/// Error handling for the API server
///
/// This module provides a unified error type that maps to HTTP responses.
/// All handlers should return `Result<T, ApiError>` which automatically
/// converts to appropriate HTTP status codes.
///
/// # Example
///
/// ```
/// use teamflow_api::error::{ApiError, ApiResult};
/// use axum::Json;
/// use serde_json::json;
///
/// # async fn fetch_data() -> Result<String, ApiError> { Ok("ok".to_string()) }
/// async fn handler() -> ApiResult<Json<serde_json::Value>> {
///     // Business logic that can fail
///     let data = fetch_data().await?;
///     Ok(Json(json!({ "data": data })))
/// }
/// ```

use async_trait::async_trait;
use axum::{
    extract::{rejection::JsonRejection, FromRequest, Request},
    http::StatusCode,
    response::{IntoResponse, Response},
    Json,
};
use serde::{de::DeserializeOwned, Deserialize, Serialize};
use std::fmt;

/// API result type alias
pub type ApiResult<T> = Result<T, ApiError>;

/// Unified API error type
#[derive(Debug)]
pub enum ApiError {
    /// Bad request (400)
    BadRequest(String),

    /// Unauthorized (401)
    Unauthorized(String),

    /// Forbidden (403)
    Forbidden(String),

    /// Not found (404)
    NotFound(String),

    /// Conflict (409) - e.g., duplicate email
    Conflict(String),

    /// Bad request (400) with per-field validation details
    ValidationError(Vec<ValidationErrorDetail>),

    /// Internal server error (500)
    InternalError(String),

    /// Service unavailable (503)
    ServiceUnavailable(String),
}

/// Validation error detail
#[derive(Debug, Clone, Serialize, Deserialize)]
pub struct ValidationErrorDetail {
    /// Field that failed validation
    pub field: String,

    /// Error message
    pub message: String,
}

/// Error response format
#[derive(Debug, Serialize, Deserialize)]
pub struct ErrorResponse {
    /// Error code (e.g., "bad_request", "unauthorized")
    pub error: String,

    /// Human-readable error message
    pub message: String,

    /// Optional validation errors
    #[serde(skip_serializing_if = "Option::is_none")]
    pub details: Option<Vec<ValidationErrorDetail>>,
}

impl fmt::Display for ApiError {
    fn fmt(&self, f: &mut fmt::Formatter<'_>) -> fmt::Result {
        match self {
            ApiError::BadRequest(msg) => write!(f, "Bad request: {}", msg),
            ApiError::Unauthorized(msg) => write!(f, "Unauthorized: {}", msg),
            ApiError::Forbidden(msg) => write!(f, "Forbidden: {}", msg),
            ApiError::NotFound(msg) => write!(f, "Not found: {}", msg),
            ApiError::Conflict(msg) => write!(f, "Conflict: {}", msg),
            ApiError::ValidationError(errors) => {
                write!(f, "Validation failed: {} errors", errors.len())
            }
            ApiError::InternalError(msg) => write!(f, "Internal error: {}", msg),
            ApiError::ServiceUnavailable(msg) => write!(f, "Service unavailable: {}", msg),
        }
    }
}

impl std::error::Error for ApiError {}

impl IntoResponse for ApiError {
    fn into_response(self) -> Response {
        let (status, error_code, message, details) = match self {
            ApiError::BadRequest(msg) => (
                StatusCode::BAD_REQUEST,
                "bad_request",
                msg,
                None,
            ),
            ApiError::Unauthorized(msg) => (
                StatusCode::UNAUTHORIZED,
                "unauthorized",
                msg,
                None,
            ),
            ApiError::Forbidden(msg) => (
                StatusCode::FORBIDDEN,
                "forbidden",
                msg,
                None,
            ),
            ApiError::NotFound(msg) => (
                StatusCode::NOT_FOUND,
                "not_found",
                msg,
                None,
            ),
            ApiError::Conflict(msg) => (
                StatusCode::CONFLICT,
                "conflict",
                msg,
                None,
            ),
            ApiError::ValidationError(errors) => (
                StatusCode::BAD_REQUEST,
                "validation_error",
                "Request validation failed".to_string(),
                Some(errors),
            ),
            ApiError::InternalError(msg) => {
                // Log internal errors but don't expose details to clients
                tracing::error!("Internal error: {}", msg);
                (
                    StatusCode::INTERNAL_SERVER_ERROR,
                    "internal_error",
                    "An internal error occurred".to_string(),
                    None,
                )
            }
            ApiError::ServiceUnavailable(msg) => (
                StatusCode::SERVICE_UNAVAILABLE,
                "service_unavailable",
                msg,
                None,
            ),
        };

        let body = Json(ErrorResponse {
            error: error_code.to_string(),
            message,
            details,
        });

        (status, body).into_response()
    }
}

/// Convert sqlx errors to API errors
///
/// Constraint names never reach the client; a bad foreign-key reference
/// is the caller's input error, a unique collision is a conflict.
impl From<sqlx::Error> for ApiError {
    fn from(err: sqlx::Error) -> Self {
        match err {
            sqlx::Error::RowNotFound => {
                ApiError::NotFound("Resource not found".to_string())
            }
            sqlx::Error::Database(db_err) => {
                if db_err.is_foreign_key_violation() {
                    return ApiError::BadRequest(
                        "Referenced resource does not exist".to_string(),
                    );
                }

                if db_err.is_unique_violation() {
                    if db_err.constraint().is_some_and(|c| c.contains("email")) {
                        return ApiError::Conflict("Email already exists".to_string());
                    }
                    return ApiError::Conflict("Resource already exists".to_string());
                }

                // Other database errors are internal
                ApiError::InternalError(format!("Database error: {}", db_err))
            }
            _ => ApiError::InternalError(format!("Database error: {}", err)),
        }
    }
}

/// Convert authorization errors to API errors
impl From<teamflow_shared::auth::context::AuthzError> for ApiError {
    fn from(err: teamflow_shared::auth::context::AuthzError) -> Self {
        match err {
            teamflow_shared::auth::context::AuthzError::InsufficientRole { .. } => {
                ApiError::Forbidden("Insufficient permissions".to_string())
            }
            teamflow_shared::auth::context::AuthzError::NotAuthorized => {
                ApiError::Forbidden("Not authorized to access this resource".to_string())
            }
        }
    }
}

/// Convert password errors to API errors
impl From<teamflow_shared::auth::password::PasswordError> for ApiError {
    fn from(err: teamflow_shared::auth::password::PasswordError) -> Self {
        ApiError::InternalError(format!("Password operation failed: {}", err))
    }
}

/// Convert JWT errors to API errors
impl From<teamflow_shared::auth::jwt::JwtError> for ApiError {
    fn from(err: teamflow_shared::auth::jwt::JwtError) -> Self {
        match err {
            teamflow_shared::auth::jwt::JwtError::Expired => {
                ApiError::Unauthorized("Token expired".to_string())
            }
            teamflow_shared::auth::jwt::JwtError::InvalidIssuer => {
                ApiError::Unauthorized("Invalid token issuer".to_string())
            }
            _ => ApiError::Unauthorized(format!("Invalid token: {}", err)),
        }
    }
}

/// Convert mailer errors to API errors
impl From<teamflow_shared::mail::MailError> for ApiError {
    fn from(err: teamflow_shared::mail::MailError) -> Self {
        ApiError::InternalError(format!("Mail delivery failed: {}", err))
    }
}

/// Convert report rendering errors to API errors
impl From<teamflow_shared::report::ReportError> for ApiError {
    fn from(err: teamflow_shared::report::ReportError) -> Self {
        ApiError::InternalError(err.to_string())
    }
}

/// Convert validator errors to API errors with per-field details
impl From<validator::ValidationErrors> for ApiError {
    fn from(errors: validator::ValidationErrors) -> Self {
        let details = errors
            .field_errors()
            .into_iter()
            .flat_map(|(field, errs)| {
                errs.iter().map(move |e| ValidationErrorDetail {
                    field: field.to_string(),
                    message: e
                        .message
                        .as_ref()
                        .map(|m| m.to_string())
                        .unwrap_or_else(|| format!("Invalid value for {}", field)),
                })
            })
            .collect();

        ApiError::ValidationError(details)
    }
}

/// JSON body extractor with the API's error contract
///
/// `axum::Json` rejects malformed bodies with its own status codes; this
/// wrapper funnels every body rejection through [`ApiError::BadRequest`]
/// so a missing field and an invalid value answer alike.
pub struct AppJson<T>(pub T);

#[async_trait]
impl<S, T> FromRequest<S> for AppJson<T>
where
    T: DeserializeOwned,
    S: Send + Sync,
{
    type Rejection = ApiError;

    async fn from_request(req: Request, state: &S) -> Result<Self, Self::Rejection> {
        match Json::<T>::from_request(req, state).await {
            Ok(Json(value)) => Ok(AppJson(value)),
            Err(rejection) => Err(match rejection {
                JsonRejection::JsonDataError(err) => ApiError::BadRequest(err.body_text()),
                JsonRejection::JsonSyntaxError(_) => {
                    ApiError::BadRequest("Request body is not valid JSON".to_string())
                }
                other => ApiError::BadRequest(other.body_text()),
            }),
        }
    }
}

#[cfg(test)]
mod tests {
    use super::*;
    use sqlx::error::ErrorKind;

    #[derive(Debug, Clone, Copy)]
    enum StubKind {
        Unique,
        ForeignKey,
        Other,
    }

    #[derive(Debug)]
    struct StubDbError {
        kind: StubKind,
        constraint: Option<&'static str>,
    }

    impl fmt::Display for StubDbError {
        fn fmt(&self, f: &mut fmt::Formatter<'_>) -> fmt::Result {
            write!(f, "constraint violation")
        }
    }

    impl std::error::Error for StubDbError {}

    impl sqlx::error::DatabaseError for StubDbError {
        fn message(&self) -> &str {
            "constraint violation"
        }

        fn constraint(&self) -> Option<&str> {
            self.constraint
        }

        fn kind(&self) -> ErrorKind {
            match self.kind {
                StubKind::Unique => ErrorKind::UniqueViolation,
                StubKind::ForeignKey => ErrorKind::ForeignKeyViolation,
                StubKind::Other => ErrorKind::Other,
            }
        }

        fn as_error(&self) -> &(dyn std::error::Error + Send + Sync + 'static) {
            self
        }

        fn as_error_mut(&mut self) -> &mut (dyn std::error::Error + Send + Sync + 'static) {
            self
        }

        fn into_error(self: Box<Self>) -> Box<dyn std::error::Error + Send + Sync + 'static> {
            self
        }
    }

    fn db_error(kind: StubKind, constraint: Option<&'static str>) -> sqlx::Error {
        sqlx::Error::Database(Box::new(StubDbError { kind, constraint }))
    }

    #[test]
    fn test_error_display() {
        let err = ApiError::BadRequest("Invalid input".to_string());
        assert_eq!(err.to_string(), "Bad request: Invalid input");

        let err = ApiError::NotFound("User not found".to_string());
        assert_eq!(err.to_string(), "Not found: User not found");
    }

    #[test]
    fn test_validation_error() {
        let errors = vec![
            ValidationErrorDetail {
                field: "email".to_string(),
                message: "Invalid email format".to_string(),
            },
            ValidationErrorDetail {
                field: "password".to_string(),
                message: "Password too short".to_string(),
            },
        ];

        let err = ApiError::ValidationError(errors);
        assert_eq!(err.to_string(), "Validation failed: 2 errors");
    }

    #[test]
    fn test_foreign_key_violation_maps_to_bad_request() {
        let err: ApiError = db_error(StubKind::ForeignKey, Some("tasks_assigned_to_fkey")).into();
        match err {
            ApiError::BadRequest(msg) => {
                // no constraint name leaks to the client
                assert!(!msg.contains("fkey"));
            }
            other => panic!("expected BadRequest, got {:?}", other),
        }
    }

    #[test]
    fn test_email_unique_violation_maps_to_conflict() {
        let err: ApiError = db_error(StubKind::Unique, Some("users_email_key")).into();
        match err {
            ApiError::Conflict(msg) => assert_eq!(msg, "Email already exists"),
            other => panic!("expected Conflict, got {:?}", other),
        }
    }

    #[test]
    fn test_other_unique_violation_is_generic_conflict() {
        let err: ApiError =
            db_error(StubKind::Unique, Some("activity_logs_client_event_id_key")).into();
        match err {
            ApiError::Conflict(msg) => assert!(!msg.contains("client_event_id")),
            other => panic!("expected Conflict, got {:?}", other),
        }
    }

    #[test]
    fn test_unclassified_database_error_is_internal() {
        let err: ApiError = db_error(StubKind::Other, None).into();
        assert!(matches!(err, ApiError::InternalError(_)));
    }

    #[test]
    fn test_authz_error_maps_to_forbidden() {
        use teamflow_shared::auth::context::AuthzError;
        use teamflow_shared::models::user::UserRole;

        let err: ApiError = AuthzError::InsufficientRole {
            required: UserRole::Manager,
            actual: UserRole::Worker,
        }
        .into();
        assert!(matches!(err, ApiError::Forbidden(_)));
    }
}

- - -

TASK DIRECTIONS: The reply should hold only the lines of the listing above starting at the line containing "use sqlx::error::ErrorKind;" and ending at the line containing "let err = ApiError::ValidationError(errors);", exactly as written.

TASK RESPONSE:
    use sqlx::error::ErrorKind;

    #[derive(Debug, Clone, Copy)]
    enum StubKind {
        Unique,
        ForeignKey,
        Other,
    }

    #[derive(Debug)]
    struct StubDbError {
        kind: StubKind,
        constraint: Option<&'static str>,
    }

    impl fmt::Display for StubDbError {
        fn fmt(&self, f: &mut fmt::Formatter<'_>) -> fmt::Result {
            write!(f, "constraint violation")
        }
    }

    impl std::error::Error for StubDbError {}

    impl sqlx::error::DatabaseError for StubDbError {
        fn message(&self) -> &str {
            "constraint violation"
        }

        fn constraint(&self) -> Option<&str> {
            self.constraint
        }

        fn kind(&self) -> ErrorKind {
            match self.kind {
                StubKind::Unique => ErrorKind::UniqueViolation,
                StubKind::ForeignKey => ErrorKind::ForeignKeyViolation,
                StubKind::Other => ErrorKind::Other,
            }
        }

        fn as_error(&self) -> &(dyn std::error::Error + Send + Sync + 'static) {
            self
        }

        fn as_error_mut(&mut self) -> &mut (dyn std::error::Error + Send + Sync + 'static) {
            self
        }

        fn into_error(self: Box<Self>) -> Box<dyn std::error::Error + Send + Sync + 'static> {
            self
        }
    }

    fn db_error(kind: StubKind, constraint: Option<&'static str>) -> sqlx::Error {
        sqlx::Error::Database(Box::new(StubDbError { kind, constraint }))
    }

    #[test]
    fn test_error_display() {
        let err = ApiError::BadRequest("Invalid input".to_string());
        assert_eq!(err.to_string(), "Bad request: Invalid input");

        let err = ApiError::NotFound("User not found".to_string());
        assert_eq!(err.to_string(), "Not found: User not found");
    }

    #[test]
    fn test_validation_error() {
        let errors = vec![
            ValidationErrorDetail {
                field: "email".to_string(),
                message: "Invalid email format".to_string(),
            },
            ValidationErrorDetail {
                field: "password".to_string(),
                message: "Password too short".to_string(),
            },
        ];

        let err = ApiError::ValidationError(errors);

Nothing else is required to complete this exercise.